A subgroup analysis of TRITON suggested that patients with certain characteristics were at an increased risk of bleeding if given prasugrel: those who had a previous stroke, those who were aged over 75, or those who were underweight. Although this analysis might provide comfort to some physicians, it does not provide insight into what long-term benefit can be achieved by preventing a nonfatal MI.
A recent market survey of 85 interventional and clinical cardiologists reported in Forbes.com surprisingly showed that 36% of their patients would receive prasugrel following angioplasty.

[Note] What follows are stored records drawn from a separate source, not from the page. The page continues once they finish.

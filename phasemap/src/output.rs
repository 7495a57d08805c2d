//! Output volumes and their assembly from per-pixel results.
//!
//! Workers never touch the volumes directly. Each chunk of pixels fills its own
//! [`PixelBlock`], and each block is merged by pixel index when its chunk is done,
//! so the result does not depend on completion order.

use common::Buffer3;

use crate::error::Error;
use crate::wavelet::RidgeResult;

/// Value marking masked or failed samples in every output volume.
pub const SENTINEL: f32 = f32::NAN;

/// Whether `value` is the sentinel.
#[inline]
pub fn is_sentinel(value: f32) -> bool {
    value.is_nan()
}

/// Narrow a phase in `(-pi, pi]` to `f32`, keeping it inside the same interval.
///
/// Values just above `-pi` in `f64` round onto `-pi` in `f32`; those map to `pi`.
#[inline]
pub fn narrow_phase(phase: f64) -> f32 {
    let narrowed = phase as f32;
    if narrowed <= -std::f32::consts::PI {
        std::f32::consts::PI
    } else {
        narrowed
    }
}

/// Phase, period, power and amplitude volumes of identical `(t, y, x)` shape.
#[derive(Debug, Clone, PartialEq)]
pub struct OutputVolumes {
    phase: Buffer3<f32>,
    period: Buffer3<f32>,
    power: Buffer3<f32>,
    amplitude: Buffer3<f32>,
}

impl OutputVolumes {
    /// Four sentinel-filled volumes.
    ///
    /// Fails with [`Error::Allocation`] instead of aborting if memory runs out.
    pub fn allocate(frames: usize, height: usize, width: usize) -> Result<Self, Error> {
        let bytes = frames * height * width * std::mem::size_of::<f32>();
        let volume = || {
            Buffer3::try_new_filled(width, height, frames, SENTINEL).map_err(|_| {
                Error::Allocation {
                    what: "output volume",
                    bytes,
                }
            })
        };
        Ok(Self {
            phase: volume()?,
            period: volume()?,
            power: volume()?,
            amplitude: volume()?,
        })
    }

    /// Shape in `(t, y, x)` order.
    pub fn shape(&self) -> (usize, usize, usize) {
        self.phase.shape()
    }

    /// Copy every pixel of `block` into place.
    pub fn merge(&mut self, block: &PixelBlock) {
        assert_eq!(block.frames, self.phase.frames(), "Block length mismatch");
        let frames = block.frames;
        for (i, &pixel) in block.pixels.iter().enumerate() {
            let range = i * frames..(i + 1) * frames;
            self.phase.set_series(pixel, &block.phase[range.clone()]);
            self.period.set_series(pixel, &block.period[range.clone()]);
            self.power.set_series(pixel, &block.power[range.clone()]);
            self.amplitude.set_series(pixel, &block.amplitude[range]);
        }
    }

    pub fn phase(&self) -> &Buffer3<f32> {
        &self.phase
    }

    pub fn period(&self) -> &Buffer3<f32> {
        &self.period
    }

    pub fn power(&self) -> &Buffer3<f32> {
        &self.power
    }

    pub fn amplitude(&self) -> &Buffer3<f32> {
        &self.amplitude
    }

    /// Volumes as `(phase, period, power, amplitude)` sample vectors in `(t, y, x)` order.
    pub fn into_parts(self) -> (Vec<f32>, Vec<f32>, Vec<f32>, Vec<f32>) {
        (
            self.phase.into_vec(),
            self.period.into_vec(),
            self.power.into_vec(),
            self.amplitude.into_vec(),
        )
    }
}

/// Chunk-local results, pixel-major, narrowed to the output sample type.
#[derive(Debug, Clone)]
pub struct PixelBlock {
    frames: usize,
    pixels: Vec<usize>,
    phase: Vec<f32>,
    period: Vec<f32>,
    power: Vec<f32>,
    amplitude: Vec<f32>,
}

impl PixelBlock {
    pub fn new(frames: usize, capacity: usize) -> Self {
        let len = frames * capacity;
        Self {
            frames,
            pixels: Vec::with_capacity(capacity),
            phase: Vec::with_capacity(len),
            period: Vec::with_capacity(len),
            power: Vec::with_capacity(len),
            amplitude: Vec::with_capacity(len),
        }
    }

    #[inline]
    pub fn len(&self) -> usize {
        self.pixels.len()
    }

    #[inline]
    pub fn is_empty(&self) -> bool {
        self.pixels.is_empty()
    }

    pub fn pixels(&self) -> &[usize] {
        &self.pixels
    }

    pub fn push(&mut self, pixel: usize, result: &RidgeResult) {
        assert_eq!(result.len(), self.frames, "Result length mismatch");
        self.pixels.push(pixel);
        self.phase.extend(result.phase.iter().map(|&v| narrow_phase(v)));
        self.period.extend(result.period.iter().map(|&v| v as f32));
        self.power.extend(result.power.iter().map(|&v| v as f32));
        self.amplitude.extend(result.amplitude.iter().map(|&v| v as f32));
    }

    /// Record `pixel` as sentinel-filled.
    pub fn push_sentinel(&mut self, pixel: usize) {
        self.pixels.push(pixel);
        let len = self.phase.len() + self.frames;
        for series in [
            &mut self.phase,
            &mut self.period,
            &mut self.power,
            &mut self.amplitude,
        ] {
            series.resize(len, SENTINEL);
        }
    }
}

#[cfg(test)]
mod tests {
    use super::*;

    fn result(phase: f64, period: f64, power: f64, amplitude: f64, n: usize) -> RidgeResult {
        RidgeResult {
            phase: vec![phase; n],
            period: vec![period; n],
            power: vec![power; n],
            amplitude: vec![amplitude; n],
        }
    }

    #[test]
    fn test_allocate_is_sentinel_filled() {
        let volumes = OutputVolumes::allocate(3, 2, 4).unwrap();
        assert_eq!(volumes.shape(), (3, 2, 4));
        for volume in [
            volumes.phase(),
            volumes.period(),
            volumes.power(),
            volumes.amplitude(),
        ] {
            assert_eq!(volume.shape(), (3, 2, 4));
            assert!(volume.iter().all(|&v| is_sentinel(v)));
        }
    }

    #[test]
    fn test_merge_places_series_in_scan_order() {
        let mut volumes = OutputVolumes::allocate(2, 2, 3).unwrap();
        let mut block = PixelBlock::new(2, 1);
        // pixel (x=2, y=1)
        block.push(
            5,
            &RidgeResult {
                phase: vec![0.5, -0.5],
                period: vec![4.0, 8.0],
                power: vec![1.0, 2.0],
                amplitude: vec![0.25, 0.75],
            },
        );
        volumes.merge(&block);

        assert_eq!(*volumes.phase().get(2, 1, 0), 0.5);
        assert_eq!(*volumes.phase().get(2, 1, 1), -0.5);
        assert_eq!(*volumes.period().get(2, 1, 1), 8.0);
        assert_eq!(*volumes.power().get(2, 1, 0), 1.0);
        assert_eq!(*volumes.amplitude().get(2, 1, 1), 0.75);
        // Other pixels untouched
        assert!(is_sentinel(*volumes.power().get(1, 1, 0)));
        assert!(is_sentinel(*volumes.power().get(2, 0, 1)));
    }

    #[test]
    fn test_merge_order_does_not_matter() {
        let mut a = PixelBlock::new(3, 2);
        a.push(0, &result(0.1, 2.0, 1.0, 1.0, 3));
        a.push(3, &result(0.2, 4.0, 2.0, 1.0, 3));
        let mut b = PixelBlock::new(3, 2);
        b.push(1, &result(0.3, 8.0, 3.0, 1.0, 3));
        b.push_sentinel(2);

        let mut forward = OutputVolumes::allocate(3, 2, 2).unwrap();
        forward.merge(&a);
        forward.merge(&b);
        let mut backward = OutputVolumes::allocate(3, 2, 2).unwrap();
        backward.merge(&b);
        backward.merge(&a);

        let (fp, _, fw, _) = forward.into_parts();
        let (bp, _, bw, _) = backward.into_parts();
        let bits = |v: &[f32]| v.iter().map(|x| x.to_bits()).collect::<Vec<_>>();
        assert_eq!(bits(&fp), bits(&bp));
        assert_eq!(bits(&fw), bits(&bw));
    }

    #[test]
    fn test_push_sentinel() {
        let mut block = PixelBlock::new(2, 1);
        block.push_sentinel(0);
        assert_eq!(block.len(), 1);
        assert_eq!(block.pixels(), &[0]);

        let mut volumes = OutputVolumes::allocate(2, 1, 1).unwrap();
        volumes.merge(&block);
        assert!(volumes.amplitude().iter().all(|&v| is_sentinel(v)));
    }

    #[test]
    fn test_degenerate_result_is_not_sentinel_in_power() {
        let mut block = PixelBlock::new(4, 1);
        block.push(0, &RidgeResult::degenerate(4));
        let mut volumes = OutputVolumes::allocate(4, 1, 1).unwrap();
        volumes.merge(&block);
        assert!(volumes.power().iter().all(|&v| v == 0.0));
        assert!(volumes.amplitude().iter().all(|&v| v == 0.0));
        assert!(volumes.phase().iter().all(|&v| is_sentinel(v)));
    }

    #[test]
    fn test_into_parts() {
        let mut block = PixelBlock::new(1, 1);
        block.push(0, &result(1.0, 2.0, 3.0, 4.0, 1));
        let mut volumes = OutputVolumes::allocate(1, 1, 2).unwrap();
        volumes.merge(&block);

        let (phase, period, power, amplitude) = volumes.into_parts();
        assert_eq!(phase[0], 1.0);
        assert_eq!(period[0], 2.0);
        assert_eq!(power[0], 3.0);
        assert_eq!(amplitude[0], 4.0);
        assert!(is_sentinel(amplitude[1]));
    }

    #[test]
    fn test_narrow_phase_stays_in_half_open_range() {
        use std::f32::consts::PI;

        let near_minus_pi = crate::wavelet::wrap_phase(-1.0, -1e-9);
        assert!(near_minus_pi > -std::f64::consts::PI);
        assert_eq!(narrow_phase(near_minus_pi), PI);
        assert_eq!(narrow_phase(std::f64::consts::PI), PI);
        assert_eq!(narrow_phase(0.5), 0.5);
        assert!(narrow_phase(-3.0) > -PI);
        assert!(is_sentinel(narrow_phase(f64::NAN)));
    }

    #[test]
    fn test_merged_phase_never_reaches_minus_pi() {
        let near_minus_pi = crate::wavelet::wrap_phase(-1.0, -1e-9);
        let mut block = PixelBlock::new(2, 1);
        block.push(0, &result(near_minus_pi, 4.0, 1.0, 1.0, 2));
        let mut volumes = OutputVolumes::allocate(2, 1, 1).unwrap();
        volumes.merge(&block);
        assert!(volumes
            .phase()
            .iter()
            .all(|&p| p > -std::f32::consts::PI && p <= std::f32::consts::PI));
    }
}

Even more striking was the fact that some physicians might use prasugrel for the long-term treatment of ACS patients who did not undergo percutaneous coronary intervention (www.forbes.com/healthcare/2007/11/29/prasugrel-plavix-lilly-biz-healthcare-cx_mh_1129lilly.html
It is clear that patients with suspected ACS with elevated troponin represent a very heterogeneous group. The need to know more about this group of patients is emphasized in the recent consensus document establishing a universal definition of MI, which focuses particularly on the uncertain definition of nonfatal MI in randomized clinical trials. The document emphasizes that we know little about the long term outcome in this mixed patient population. The new definition provides a classification of nonfatal MI for future clinical trials based on the degree of troponin elevation and the mechanism of infarction.
Before we proceed in the direction of prevention of all nonfatal MIs with drugs that have major downside risks, we need to know more about who will benefit. It is imperative that future clinical trials better define nonfatal MI and provide information about the therapeutic benefit of preventing that event.